それでもオレは、目の前の光景に馴染めずにいる。
むせ返るほどの血の匂いは、『斬った』せいじゃない。斬り『刻んだ』せい。
「……そこまで、することねえんじゃねえの」
討たれた浪士の身体から伸びる影がオレの足元まで手を伸ばしてくる。やがてそれは、影じゃなくて血なんだとわかった。
袋小路の影から月の光の元へ出てきた赤い色は、オレの鼓動を早くする。見慣れたはずの血から目を逸らしたいと思ったのは、もうとっくにオレがヒトでは無いものになっていたからなんだろうと思うと堪らなかった。
「ああ、藤堂君はまだ羅刹隊になったばかりですからね」
直に、これが必要なのだとわかりますよと。見知ったひとが、見知らぬ顔で笑う。
「慣れるまでは苦しむかもしれませんが、その時期を越えてしまえば楽なものです。それどころか、湧き上がる力に喜びすら覚えることでしょう」
血の海に群がる隊士の傍にただ直立しながら、目には慈愛に満ちた笑みを、口元には酷薄なそれを浮かべて山南さんがオレに告げた言葉はちっとも嬉しい内容じゃなかった。
楽になる? 本当に?
(それは慣れるんじゃなくて、何かを失うってことなんじゃないのか?)
無意識に固く瞑った両目を気力だけで開き、体調が優れなければ先に戻っていいという言葉に乗じてオレはその場を後にする。
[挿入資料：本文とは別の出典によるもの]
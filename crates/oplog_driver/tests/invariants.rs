//! Property-based tests for the matching-set invariants in spec.md §8
//! (1-3): the published heap never exceeds `limit`, published/buffer stay
//! disjoint, and `max(published) <= min(unpublishedBuffer)`.

use std::sync::Arc;

use oplog_driver::{
    testing::RecordingMultiplexer,
    Document,
    MatchingSet,
};
use proptest::prelude::*;

#[derive(Debug, Clone)]
enum Op {
    Insert(u32, i64),
    Remove(u32),
}

fn ops_strategy() -> impl Strategy<Value = Vec<Op>> {
    prop::collection::vec(
        prop_oneof![
            (0u32..12, any::<i64>()).prop_map(|(id, n)| Op::Insert(id, n % 1000)),
            (0u32..12).prop_map(Op::Remove),
        ],
        0..40,
    )
}

fn by_n() -> Arc<dyn Fn(&Document, &Document) -> std::cmp::Ordering + Send + Sync> {
    Arc::new(|a: &Document, b: &Document| {
        let an = a.get("n").and_then(|v| v.as_i64()).unwrap_or(0);
        let bn = b.get("n").and_then(|v| v.as_i64()).unwrap_or(0);
        an.cmp(&bn)
    })
}

fn doc(n: i64) -> Document {
    let mut d = Document::new();
    d.insert("n".to_string(), serde_json::json!(n));
    d
}

proptest! {
    #[test]
    fn published_never_exceeds_limit(limit in 1usize..6, ops in ops_strategy()) {
        let mux = RecordingMultiplexer::new();
        let mut set = MatchingSet::new(limit, by_n());

        for op in ops {
            match op {
                Op::Insert(id, n) => {
                    let id = id.to_string();
                    if !set.is_cached(&id) {
                        let _ = set.add_matching(id, doc(n), mux.as_ref());
                    }
                },
                Op::Remove(id) => {
                    let id = id.to_string();
                    if set.is_cached(&id) {
                        let _ = set.remove_matching(&id, mux.as_ref());
                    }
                },
            }
            prop_assert!(set.published().size() <= limit);

            let published_ids: std::collections::HashSet<_> =
                set.published().ids().cloned().collect();
            let buffered_ids: std::collections::HashSet<_> =
                set.unpublished_buffer().ids().cloned().collect();
            prop_assert!(published_ids.is_disjoint(&buffered_ids));

            if let (Some(max_pub), Some(min_buf)) =
                (set.published().max_element_id(), set.unpublished_buffer().min_element_id())
            {
                let max_doc = set.published().get(&max_pub).unwrap().clone();
                let min_doc = set.unpublished_buffer().get(&min_buf).unwrap().clone();
                prop_assert!(set.compare_docs(&max_doc, &min_doc) != std::cmp::Ordering::Greater);
            }
        }
    }
}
背後から照らす月の光で出来たオレの足元に伸びるものは、影なのか血なのかそれもわからなかった。
どっちでも、良かった。
静まり返った屯所に戻り、鉢金を外して広間の畳に足を投げ出した。以前なら、巡察から戻ると左之さんや新八っつあんたちがわらわらと寄ってきては、今日も無事だったのかよ、なんて軽口を言ってきたのにその賑やかさはもう無い。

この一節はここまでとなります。